### [TASK REQUIREMENTS]
Look through the material below, count the lines containing the word "RequestBuilder", and state only the count.

### [RECORDS SUPPLIED]
//! Firestore REST adapter for the inventory collection
//!
//! Each item is a document keyed by its normalized name with a single
//! `quantity` integer field. Firestore's REST surface is used directly:
//! list, get, patch (upsert with full field replace) and delete.
//!
//! `apply_delta` uses the trait's get-then-patch default. There is no
//! precondition on the patch, so two writers racing on the same document can
//! lose an update; the last patch wins.

use async_trait::async_trait;
use pantry_domain::{InventoryItem, InventoryStore, ItemName, StoreError};
use reqwest::{Client, RequestBuilder, StatusCode, Url};
use secrecy::{ExposeSecret, SecretString};
use serde::{Deserialize, Serialize};
use std::collections::HashMap;
use std::time::Duration;

/// Connection settings for a Firestore database
#[derive(Debug, Clone)]
pub struct FirestoreConfig {
    /// REST root, e.g. `https://firestore.googleapis.com/v1`
    pub base_url: String,
    pub project_id: String,
    /// Database ID, usually `(default)`
    pub database: String,
    /// Collection holding the inventory documents
    pub collection: String,
    /// Request timeout in seconds
    pub timeout_secs: u64,
}

impl Default for FirestoreConfig {
    fn default() -> Self {
        Self {
            base_url: "https://firestore.googleapis.com/v1".to_string(),
            project_id: String::new(),
            database: "(default)".to_string(),
            collection: "inventory".to_string(),
            timeout_secs: 30,
        }
    }
}

const PAGE_SIZE: &str = "300";

/// Firestore-backed inventory store
pub struct FirestoreInventoryStore {
    client: Client,
    collection_url: Url,
    api_key: Option<SecretString>,
}

impl FirestoreInventoryStore {
    pub fn new(config: FirestoreConfig, api_key: Option<SecretString>) -> Result<Self, StoreError> {
        if config.project_id.trim().is_empty() {
            return Err(StoreError::Unavailable(
                "Firestore project_id is required".to_string(),
            ));
        }

        let collection_url = Url::parse(&format!(
            "{}/projects/{}/databases/{}/documents/{}",
            config.base_url.trim_end_matches('/'),
            config.project_id,
            config.database,
            config.collection
        ))
        .map_err(|e| StoreError::Unavailable(format!("Invalid Firestore URL: {}", e)))?;

        let client = Client::builder()
            .timeout(Duration::from_secs(config.timeout_secs))
            .build()
            .map_err(|e| StoreError::Unavailable(format!("Failed to build HTTP client: {}", e)))?;

        Ok(Self {
            client,
            collection_url,
            api_key,
        })
    }

    fn document_url(&self, name: &ItemName) -> Result<Url, StoreError> {
        let mut url = self.collection_url.clone();
        url.path_segments_mut()
            .map_err(|_| StoreError::Unavailable("Firestore URL cannot be a base".to_string()))?
            .push(name.as_str());
        Ok(url)
    }

    fn authorize(&self, request: RequestBuilder) -> RequestBuilder {
        match &self.api_key {
            Some(key) => request.query(&[("key", key.expose_secret())]),
            None => request,
        }
    }

    async fn send(&self, request: RequestBuilder) -> Result<reqwest::Response, StoreError> {
        self.authorize(request)
            .send()
            .await
            .map_err(|e| StoreError::Unavailable(e.to_string()))
    }
}

async fn unexpected_status(response: reqwest::Response) -> StoreError {
    let status = response.status();
    let body = response.text().await.unwrap_or_default();
    StoreError::Unavailable(format!("Firestore returned {}: {}", status, body))
}

#[derive(Deserialize)]
#[serde(rename_all = "camelCase")]
struct ListDocumentsResponse {
    #[serde(default)]
    documents: Vec<Document>,
    next_page_token: Option<String>,
}

#[derive(Serialize, Deserialize)]
struct Document {
    #[serde(default, skip_serializing)]
    name: String,
    #[serde(default)]
    fields: HashMap<String, FieldValue>,
}

#[derive(Serialize, Deserialize, Default)]
#[serde(rename_all = "camelCase")]
struct FieldValue {
    #[serde(skip_serializing_if = "Option::is_none")]
    integer_value: Option<String>,
    #[serde(skip_serializing_if = "Option::is_none")]
    double_value: Option<f64>,
}

impl Document {
    fn from_item(item: &InventoryItem) -> Self {
        let mut fields = HashMap::new();
        fields.insert(
            "quantity".to_string(),
            FieldValue {
                integer_value: Some(item.quantity.to_string()),
                double_value: None,
            },
        );
        Self {
            name: String::new(),
            fields,
        }
    }

    fn into_item(self) -> Result<InventoryItem, StoreError> {
        let id = self.name.rsplit('/').next().unwrap_or_default();
        let name = ItemName::parse(id).map_err(|e| {
            StoreError::Serialization(format!("Bad document name {:?}: {}", self.name, e))
        })?;

        let value = self.fields.get("quantity").ok_or_else(|| {
            StoreError::Serialization(format!("Document {} has no quantity", name))
        })?;

        let quantity = match (&value.integer_value, value.double_value) {
            (Some(raw), _) => raw.parse::<i64>().ok(),
            (None, Some(n)) if n.fract() == 0.0 => Some(n as i64),
            _ => None,
        }
        .and_then(|q| u32::try_from(q).ok())
        .filter(|q| *q > 0)
        .ok_or_else(|| {
            StoreError::Serialization(format!("Document {} has an invalid quantity", name))
        })?;

        Ok(InventoryItem::new(name, quantity))
    }
}

#[async_trait]
impl InventoryStore for FirestoreInventoryStore {
    async fn list_items(&self) -> Result<Vec<InventoryItem>, StoreError> {
        let mut items = Vec::new();
        let mut page_token: Option<String> = None;

        loop {
            let mut request = self
                .client
                .get(self.collection_url.clone())
                .query(&[("pageSize", PAGE_SIZE)]);
            if let Some(token) = &page_token {
                request = request.query(&[("pageToken", token.as_str())]);
            }

            let response = self.send(request).await?;
            if !response.status().is_success() {
                return Err(unexpected_status(response).await);
            }

            let page: ListDocumentsResponse = response
                .json()
                .await
                .map_err(|e| StoreError::Serialization(e.to_string()))?;

            for document in page.documents {
                // Other clients may leave zero or malformed quantities behind
                match document.into_item() {
                    Ok(item) => items.push(item),
                    Err(e) => tracing::warn!(error = %e, "Skipping unreadable document"),
                }
            }

            match page.next_page_token.filter(|t| !t.is_empty()) {
                Some(token) => page_token = Some(token),
                None => break,
            }
        }

        tracing::debug!(count = items.len(), "Listed Firestore documents");
        Ok(items)
    }

    async fn get_item(&self, name: &ItemName) -> Result<Option<InventoryItem>, StoreError> {
        let url = self.document_url(name)?;
        let response = self.send(self.client.get(url)).await?;

        if response.status() == StatusCode::NOT_FOUND {
            return Ok(None);
        }
        if !response.status().is_success() {
            return Err(unexpected_status(response).await);
        }

        let document: Document = response
            .json()
            .await
            .map_err(|e| StoreError::Serialization(e.to_string()))?;

        document.into_item().map(Some)
    }

    async fn put_item(&self, item: &InventoryItem) -> Result<(), StoreError> {
        let url = self.document_url(&item.name)?;
        let response = self
            .send(self.client.patch(url).json(&Document::from_item(item)))
            .await?;

        if !response.status().is_success() {
            return Err(unexpected_status(response).await);
        }

        Ok(())
    }

    async fn delete_item(&self, name: &ItemName) -> Result<(), StoreError> {
        let url = self.document_url(name)?;
        let response = self.send(self.client.delete(url)).await?;

        if response.status() == StatusCode::NOT_FOUND || response.status().is_success() {
            return Ok(());
        }

        Err(unexpected_status(response).await)
    }

    fn backend(&self) -> &'static str {
        "firestore"
    }
}

#[cfg(test)]
mod tests {
    use super::*;
    use wiremock::matchers::{body_json, method, path, query_param};
    use wiremock::{Mock, MockServer, ResponseTemplate};

    const COLLECTION: &str = "/v1/projects/demo/databases/(default)/documents/inventory";

    fn store(server: &MockServer, api_key: Option<&str>) -> FirestoreInventoryStore {
        FirestoreInventoryStore::new(
            FirestoreConfig {
                base_url: format!("{}/v1", server.uri()),
                project_id: "demo".to_string(),
                ..Default::default()
            },
            api_key.map(|k| SecretString::new(k.into())),
        )
        .unwrap()
    }

    fn name(raw: &str) -> ItemName {
        ItemName::parse(raw).unwrap()
    }

    fn document(id: &str, quantity: u32) -> serde_json::Value {
        serde_json::json!({
            "name": format!("projects/demo/databases/(default)/documents/inventory/{}", id),
            "fields": { "quantity": { "integerValue": quantity.to_string() } },
            "createTime": "2024-08-01T10:00:00.000000Z",
            "updateTime": "2024-08-01T10:00:00.000000Z"
        })
    }

    #[test]
    fn test_project_id_required() {
        let result = FirestoreInventoryStore::new(FirestoreConfig::default(), None);
        assert!(matches!(result, Err(StoreError::Unavailable(_))));
    }

    #[tokio::test]
    async fn test_list_follows_page_tokens() {
        let server = MockServer::start().await;

        Mock::given(method("GET"))
            .and(path(COLLECTION))
            .and(query_param("pageToken", "next"))
            .respond_with(ResponseTemplate::new(200).set_body_json(serde_json::json!({
                "documents": [document("milk", 1)]
            })))
            .mount(&server)
            .await;

        Mock::given(method("GET"))
            .and(path(COLLECTION))
            .respond_with(ResponseTemplate::new(200).set_body_json(serde_json::json!({
                "documents": [document("eggs", 3)],
                "nextPageToken": "next"
            })))
            .up_to_n_times(1)
            .mount(&server)
            .await;

        let items = store(&server, None).list_items().await.unwrap();

        assert_eq!(
            items,
            vec![
                InventoryItem::new(name("eggs"), 3),
                InventoryItem::new(name("milk"), 1),
            ]
        );
    }

    #[tokio::test]
    async fn test_list_empty_collection() {
        let server = MockServer::start().await;

        Mock::given(method("GET"))
            .and(path(COLLECTION))
            .respond_with(ResponseTemplate::new(200).set_body_json(serde_json::json!({})))
            .mount(&server)
            .await;

        assert!(store(&server, None).list_items().await.unwrap().is_empty());
    }

    #[tokio::test]
    async fn test_get_missing_document() {
        let server = MockServer::start().await;

        Mock::given(method("GET"))
            .and(path(format!("{}/eggs", COLLECTION)))
            .respond_with(ResponseTemplate::new(404))
            .mount(&server)
            .await;

        let item = store(&server, None).get_item(&name("eggs")).await.unwrap();
        assert!(item.is_none());
    }

    #[tokio::test]
    async fn test_put_sends_integer_field_with_key() {
        let server = MockServer::start().await;

        Mock::given(method("PATCH"))
            .and(path(format!("{}/eggs", COLLECTION)))
            .and(query_param("key", "test-key"))
            .and(body_json(serde_json::json!({
                "fields": { "quantity": { "integerValue": "4" } }
            })))
            .respond_with(ResponseTemplate::new(200).set_body_json(document("eggs", 4)))
            .expect(1)
            .mount(&server)
            .await;

        store(&server, Some("test-key"))
            .put_item(&InventoryItem::new(name("eggs"), 4))
            .await
            .unwrap();
    }

    #[tokio::test]
    async fn test_apply_delta_reads_then_patches() {
        let server = MockServer::start().await;

        Mock::given(method("GET"))
            .and(path(format!("{}/eggs", COLLECTION)))
            .respond_with(ResponseTemplate::new(200).set_body_json(document("eggs", 2)))
            .mount(&server)
            .await;

        Mock::given(method("PATCH"))
            .and(path(format!("{}/eggs", COLLECTION)))
            .and(body_json(serde_json::json!({
                "fields": { "quantity": { "integerValue": "3" } }
            })))
            .respond_with(ResponseTemplate::new(200).set_body_json(document("eggs", 3)))
            .expect(1)
            .mount(&server)
            .await;

        let quantity = store(&server, None)
            .apply_delta(&name("eggs"), 1)
            .await
            .unwrap();
        assert_eq!(quantity, Some(3));
    }

    #[tokio::test]
    async fn test_decrement_last_unit_deletes_document() {
        let server = MockServer::start().await;

        Mock::given(method("GET"))
            .and(path(format!("{}/eggs", COLLECTION)))
            .respond_with(ResponseTemplate::new(200).set_body_json(document("eggs", 1)))
            .mount(&server)
            .await;

        Mock::given(method("DELETE"))
            .and(path(format!("{}/eggs", COLLECTION)))
            .respond_with(ResponseTemplate::new(200).set_body_json(serde_json::json!({})))
            .expect(1)
            .mount(&server)
            .await;

        let quantity = store(&server, None)
            .apply_delta(&name("eggs"), -1)
            .await
            .unwrap();
        assert_eq!(quantity, None);
    }

    #[tokio::test]
    async fn test_delete_missing_document_is_ok() {
        let server = MockServer::start().await;

        Mock::given(method("DELETE"))
            .and(path(format!("{}/eggs", COLLECTION)))
            .respond_with(ResponseTemplate::new(404))
            .mount(&server)
            .await;

        store(&server, None).delete_item(&name("eggs")).await.unwrap();
    }

    #[tokio::test]
    async fn test_permission_denied_is_unavailable() {
        let server = MockServer::start().await;

        Mock::given(method("GET"))
            .and(path(COLLECTION))
            .respond_with(ResponseTemplate::new(403).set_body_string("PERMISSION_DENIED"))
            .mount(&server)
            .await;

        let result = store(&server, None).list_items().await;
        assert!(matches!(result, Err(StoreError::Unavailable(msg)) if msg.contains("403")));
    }

    #[test]
    fn test_document_with_double_quantity() {
        let document: Document = serde_json::from_value(serde_json::json!({
            "name": "projects/demo/databases/(default)/documents/inventory/Rice",
            "fields": { "quantity": { "doubleValue": 2.0 } }
        }))
        .unwrap();

        let item = document.into_item().unwrap();
        assert_eq!(item, InventoryItem::new(name("rice"), 2));
    }
}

### [OUTPUT]
3